• [Your assignment]:
Copy the full listing exactly.

(Given entries Opens)

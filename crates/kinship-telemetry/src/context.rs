//! Run context for correlating the log lines of one audit or repair pass.

use std::collections::BTreeMap;
use std::sync::atomic::{AtomicU64, Ordering};

use chrono::{DateTime, Utc};
use serde::{Deserialize, Serialize};

static NEXT_RUN_ID: AtomicU64 = AtomicU64::new(1);

/// Context carried through a single engine run.
#[derive(Debug, Clone, Serialize, Deserialize)]
pub struct RunContext {
    /// Process-unique run identifier.
    pub run_id: u64,
    /// Operation being performed (`"audit"`, `"repair"`, ...).
    pub operation: String,
    /// Model type the run is scoped to, if any.
    pub model: Option<String>,
    /// When the run started.
    pub started_at: DateTime<Utc>,
    /// Additional metadata.
    #[serde(default)]
    pub metadata: BTreeMap<String, String>,
}

impl RunContext {
    /// Create a new run context.
    #[must_use]
    pub fn new(operation: impl Into<String>) -> Self {
        Self {
            run_id: NEXT_RUN_ID.fetch_add(1, Ordering::Relaxed),
            operation: operation.into(),
            model: None,
            started_at: Utc::now(),
            metadata: BTreeMap::new(),
        }
    }

    /// Scope the run to a model type.
    #[must_use]
    pub fn with_model(mut self, model: impl Into<String>) -> Self {
        self.model = Some(model.into());
        self
    }

    /// Add metadata.
    #[must_use]
    pub fn with_metadata(mut self, key: impl Into<String>, value: impl Into<String>) -> Self {
        self.metadata.insert(key.into(), value.into());
        self
    }

    /// Elapsed time since the run started.
    #[must_use]
    pub fn elapsed(&self) -> chrono::Duration {
        Utc::now().signed_duration_since(self.started_at)
    }

    /// Elapsed time in milliseconds.
    #[must_use]
    pub fn elapsed_ms(&self) -> i64 {
        self.elapsed().num_milliseconds()
    }

    /// Create a tracing span with this context.
    #[must_use]
    pub fn span(&self) -> tracing::Span {
        tracing::info_span!(
            "run",
            run_id = self.run_id,
            operation = %self.operation,
            model = self.model.as_deref(),
        )
    }
}
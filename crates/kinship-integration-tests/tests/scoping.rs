//! Scoped namespaces and dimensions without an audit.

use kinship_core::{AuditStatus, CollectionKind, KinshipError, ModelDescriptor, Record};
use kinship_test::{TestRepo, scoped_user_descriptor};

#[tokio::test]
async fn test_same_value_under_two_scopes() {
    let harness = TestRepo::new().with_descriptor(scoped_user_descriptor());
    let email = harness.repo.unique(&harness.user, "email").unwrap();
    let (t1, t2) = (email.within("t1"), email.within("t2"));

    t1.guard("a@x", "u1").await.unwrap();
    t1.set("a@x", "u1").await.unwrap();
    t2.guard("a@x", "u2").await.unwrap();
    t2.set("a@x", "u2").await.unwrap();

    let conflict = t1.guard("a@x", "u2").await.unwrap_err();
    assert!(matches!(
        conflict,
        KinshipError::RecordExists { ref existing, ref attempted, .. }
            if existing == "u1" && attempted == "u2"
    ));
    assert_eq!(t1.get("a@x").await.unwrap().as_deref(), Some("u1"));
    assert_eq!(t2.get("a@x").await.unwrap().as_deref(), Some("u2"));
}

#[tokio::test]
async fn test_serial_writers_second_gets_record_exists() {
    let harness = TestRepo::new();
    let (repo, user) = (&harness.repo, &harness.user);
    repo.save(user, &Record::new("user", "u1").with_field("email", "a@x"))
        .await
        .unwrap();
    let err = repo
        .save(user, &Record::new("user", "u2").with_field("email", "a@x"))
        .await
        .unwrap_err();
    assert!(matches!(err, KinshipError::RecordExists { .. }));

    repo.save(user, &Record::new("user", "u1").with_field("email", "a@x"))
        .await
        .unwrap();
}

#[tokio::test]
async fn test_scoped_unique_audit_sees_each_parent() {
    let harness = TestRepo::new().with_descriptor(scoped_user_descriptor());
    let (repo, user) = (&harness.repo, &harness.user);
    repo.save(user, &Record::new("user", "u1").with_field("email", "a@x"))
        .await
        .unwrap();
    let email = repo.unique(user, "email").unwrap();
    email.within("t1").set("a@x", "u1").await.unwrap();
    email.within("t2").set("a@x", "u1").await.unwrap();
    email.within("t3").set("gone@x", "u9").await.unwrap();

    let report = repo.audit(user).await.unwrap();
    let audit = &report.unique_indexes[0];
    assert_eq!(audit.status, AuditStatus::Audited);
    assert_eq!(audit.checked, 3);
    assert_eq!(audit.stale.len(), 1);
    assert_eq!(audit.stale[0].key, "team:t3:user_email_index");

    let summary = repo.repair(user, Some(report)).await.unwrap();
    assert!(summary.report.healthy());
    assert!(summary.rebuilt_indexes().is_empty());
    assert!(email.within("t3").is_empty().await.unwrap());
    assert_eq!(email.within("t2").len().await.unwrap(), 1);
}

#[tokio::test]
async fn test_not_implemented_is_healthy_but_incomplete() {
    let desc = ModelDescriptor::builder("user")
        .multi_index("role")
        .multi_index_within("skill", "team")
        .build()
        .unwrap();
    let harness = TestRepo::new().with_descriptor(desc);
    let (repo, user) = (&harness.repo, &harness.user);
    repo.save(user, &Record::new("user", "u1").with_field("role", "admin"))
        .await
        .unwrap();
    repo.multi(user, "skill")
        .unwrap()
        .within("t1")
        .add("rust", "u1")
        .await
        .unwrap();

    let report = repo.health_check(user).await.unwrap();
    assert!(report.healthy());
    assert!(!report.complete());
    assert_eq!(report.multi_indexes.len(), 2);
    assert!(report.multi_indexes[0].status.is_audited());
    assert!(matches!(
        report.multi_indexes[1].status,
        AuditStatus::NotImplemented { .. }
    ));
    assert_eq!(report.not_implemented(), vec!["user_skill_index"]);
    assert!(report.to_string().contains("NOT IMPLEMENTED"));
}

#[tokio::test]
async fn test_through_participation_reported_not_dropped() {
    let desc = ModelDescriptor::builder("user")
        .participates_in("team", "members", CollectionKind::Set)
        .participates_through("project", "staff", CollectionKind::Set, "assignment")
        .build()
        .unwrap();
    let harness = TestRepo::new().with_descriptor(desc);
    let report = harness.repo.audit(&harness.user).await.unwrap();
    assert_eq!(report.participations.len(), 2);
    assert!(report.participations[0].status.is_audited());
    assert!(!report.participations[1].status.is_audited());
    assert!(report.healthy());
    assert!(!report.complete());
}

(Given entries Closes)

• [Written solution]:
filename crates/kinship-telemetry/src/context.rs
//! Run context for correlating the log lines of one audit or repair pass.

use std::collections::BTreeMap;
use std::sync::atomic::{AtomicU64, Ordering};

use chrono::{DateTime, Utc};
use serde::{Deserialize, Serialize};

static NEXT_RUN_ID: AtomicU64 = AtomicU64::new(1);

/// Context carried through a single engine run.
#[derive(Debug, Clone, Serialize, Deserialize)]
pub struct RunContext {
    /// Process-unique run identifier.
    pub run_id: u64,
    /// Operation being performed (`"audit"`, `"repair"`, ...).
    pub operation: String,
    /// Model type the run is scoped to, if any.
    pub model: Option<String>,
    /// When the run started.
    pub started_at: DateTime<Utc>,
    /// Additional metadata.
    #[serde(default)]
    pub metadata: BTreeMap<String, String>,
}

impl RunContext {
    /// Create a new run context.
    #[must_use]
    pub fn new(operation: impl Into<String>) -> Self {
        Self {
            run_id: NEXT_RUN_ID.fetch_add(1, Ordering::Relaxed),
            operation: operation.into(),
            model: None,
            started_at: Utc::now(),
            metadata: BTreeMap::new(),
        }
    }

    /// Scope the run to a model type.
    #[must_use]
    pub fn with_model(mut self, model: impl Into<String>) -> Self {
        self.model = Some(model.into());
        self
    }

    /// Add metadata.
    #[must_use]
    pub fn with_metadata(mut self, key: impl Into<String>, value: impl Into<String>) -> Self {
        self.metadata.insert(key.into(), value.into());
        self
    }

    /// Elapsed time since the run started.
    #[must_use]
    pub fn elapsed(&self) -> chrono::Duration {
        Utc::now().signed_duration_since(self.started_at)
    }

    /// Elapsed time in milliseconds.
    #[must_use]
    pub fn elapsed_ms(&self) -> i64 {
        self.elapsed().num_milliseconds()
    }

    /// Create a tracing span with this context.
    #[must_use]
    pub fn span(&self) -> tracing::Span {
        tracing::info_span!(
            "run",
            run_id = self.run_id,
            operation = %self.operation,
            model = self.model.as_deref(),
        )
    }
}
filename crates/kinship-integration-tests/tests/scoping.rs
//! Scoped namespaces and dimensions without an audit.

use kinship_core::{AuditStatus, CollectionKind, KinshipError, ModelDescriptor, Record};
use kinship_test::{TestRepo, scoped_user_descriptor};

#[tokio::test]
async fn test_same_value_under_two_scopes() {
    let harness = TestRepo::new().with_descriptor(scoped_user_descriptor());
    let email = harness.repo.unique(&harness.user, "email").unwrap();
    let (t1, t2) = (email.within("t1"), email.within("t2"));

    t1.guard("a@x", "u1").await.unwrap();
    t1.set("a@x", "u1").await.unwrap();
    t2.guard("a@x", "u2").await.unwrap();
    t2.set("a@x", "u2").await.unwrap();

    let conflict = t1.guard("a@x", "u2").await.unwrap_err();
    assert!(matches!(
        conflict,
        KinshipError::RecordExists { ref existing, ref attempted, .. }
            if existing == "u1" && attempted == "u2"
    ));
    assert_eq!(t1.get("a@x").await.unwrap().as_deref(), Some("u1"));
    assert_eq!(t2.get("a@x").await.unwrap().as_deref(), Some("u2"));
}

#[tokio::test]
async fn test_serial_writers_second_gets_record_exists() {
    let harness = TestRepo::new();
    let (repo, user) = (&harness.repo, &harness.user);
    repo.save(user, &Record::new("user", "u1").with_field("email", "a@x"))
        .await
        .unwrap();
    let err = repo
        .save(user, &Record::new("user", "u2").with_field("email", "a@x"))
        .await
        .unwrap_err();
    assert!(matches!(err, KinshipError::RecordExists { .. }));

    repo.save(user, &Record::new("user", "u1").with_field("email", "a@x"))
        .await
        .unwrap();
}

#[tokio::test]
async fn test_scoped_unique_audit_sees_each_parent() {
    let harness = TestRepo::new().with_descriptor(scoped_user_descriptor());
    let (repo, user) = (&harness.repo, &harness.user);
    repo.save(user, &Record::new("user", "u1").with_field("email", "a@x"))
        .await
        .unwrap();
    let email = repo.unique(user, "email").unwrap();
    email.within("t1").set("a@x", "u1").await.unwrap();
    email.within("t2").set("a@x", "u1").await.unwrap();
    email.within("t3").set("gone@x", "u9").await.unwrap();

    let report = repo.audit(user).await.unwrap();
    let audit = &report.unique_indexes[0];
    assert_eq!(audit.status, AuditStatus::Audited);
    assert_eq!(audit.checked, 3);
    assert_eq!(audit.stale.len(), 1);
    assert_eq!(audit.stale[0].key, "team:t3:user_email_index");

    let summary = repo.repair(user, Some(report)).await.unwrap();
    assert!(summary.report.healthy());
    assert!(summary.rebuilt_indexes().is_empty());
    assert!(email.within("t3").is_empty().await.unwrap());
    assert_eq!(email.within("t2").len().await.unwrap(), 1);
}

#[tokio::test]
async fn test_not_implemented_is_healthy_but_incomplete() {
    let desc = ModelDescriptor::builder("user")
        .multi_index("role")
        .multi_index_within("skill", "team")
        .build()
        .unwrap();
    let harness = TestRepo::new().with_descriptor(desc);
    let (repo, user) = (&harness.repo, &harness.user);
    repo.save(user, &Record::new("user", "u1").with_field("role", "admin"))
        .await
        .unwrap();
    repo.multi(user, "skill")
        .unwrap()
        .within("t1")
        .add("rust", "u1")
        .await
        .unwrap();

    let report = repo.health_check(user).await.unwrap();
    assert!(report.healthy());
    assert!(!report.complete());
    assert_eq!(report.multi_indexes.len(), 2);
    assert!(report.multi_indexes[0].status.is_audited());
    assert!(matches!(
        report.multi_indexes[1].status,
        AuditStatus::NotImplemented { .. }
    ));
    assert_eq!(report.not_implemented(), vec!["user_skill_index"]);
    assert!(report.to_string().contains("NOT IMPLEMENTED"));
}

#[tokio::test]
async fn test_through_participation_reported_not_dropped() {
    let desc = ModelDescriptor::builder("user")
        .participates_in("team", "members", CollectionKind::Set)
        .participates_through("project", "staff", CollectionKind::Set, "assignment")
        .build()
        .unwrap();
    let harness = TestRepo::new().with_descriptor(desc);
    let report = harness.repo.audit(&harness.user).await.unwrap();
    assert_eq!(report.participations.len(), 2);
    assert!(report.participations[0].status.is_audited());
    assert!(!report.participations[1].status.is_audited());
    assert!(report.healthy());
    assert!(!report.complete());
}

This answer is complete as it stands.